This is the first in a three-part series that will review some of the observability technologies available to developers today and what specific insights they can provide. Read part 2 here.
Observability? Isn’t that a DevOps thing?
Historically, observability was never high on developer teams’ worry lists. Coding features is what developers do, and observability doesn’t sound much like code at all (I have written previously about the ‘new feature bias’ and why feedback is critical to dev teams). In fact, in many organizations, it has become common practice to consider observability the sole purview of the Ops and DevOps organizations.
To be fair, ‘Observability’ is an extremely muddled field. It encompasses strangely overlapping sub-genres such as monitoring, tracing, logging, profiling, and APMs. Confusingly, observability tools blend together data collected from different layers of the deployed application stack.
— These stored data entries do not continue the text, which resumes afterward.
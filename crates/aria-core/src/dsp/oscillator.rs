//! Control-rate oscillator
//!
//! One sample per call of a parabola-shaped periodic waveform in the 0-1
//! range - a cheap sine approximation for LFO and modulation duty, with no
//! table and no transcendental per sample.

use crate::types::Sample;

/// Produce one oscillator sample and advance the phase
///
/// `rate` is the per-sample advance (frequency / sample rate). `position`
/// is the caller-held phase, wrapped into [-1, 1]; start it at 0 for a
/// peak-first waveform.
#[inline]
pub fn generate_oscillator(rate: Sample, position: &mut Sample) -> Sample {
    let mut x = *position;
    x *= x;
    x -= 1.0;
    x *= x;
    *position += rate;
    if *position > 1.0 {
        *position -= 2.0;
    }
    x
}

#[cfg(test)]
mod tests {
    use super::*;

    #[test]
    fn test_output_range_and_period() {
        let mut position = 0.0;
        let rate = 1.0 / 64.0;
        for _ in 0..512 {
            let sample = generate_oscillator(rate, &mut position);
            assert!((0.0..=1.0).contains(&sample), "sample {sample} out of range");
            assert!((-1.0..=1.0).contains(&position), "phase {position} escaped");
        }
    }

    #[test]
    fn test_peak_at_zero_phase() {
        let mut position = 0.0;
        assert_eq!(generate_oscillator(0.01, &mut position), 1.0);

        // Troughs at the phase extremes
        let mut position = 1.0;
        assert!(generate_oscillator(0.01, &mut position) < 1e-9);
    }

    #[test]
    fn test_phase_wraps() {
        let mut position = 0.95;
        generate_oscillator(0.1, &mut position);
        assert!((position - (-0.95)).abs() < 1e-6);
    }
}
Networking and IT-related metrics, service level data, storage, and yes, also application-level tracing and logs. If most of that still sounds like ‘infrastructure’ or ‘IT’, it’s just because historically, that’s just what it was.
As for myself, in the past, I was similarly happy to have other teams take this specific monkey off my back and focus on more attractive feature-building tasks. Understanding how code behaves in the wild has only occurred to me when things went horribly south. Profiling tools were the last resort, really. An unattractive last wrench in the toolbox, to wield only when helplessly faced with inexplicable crashes or unreproducible freezes.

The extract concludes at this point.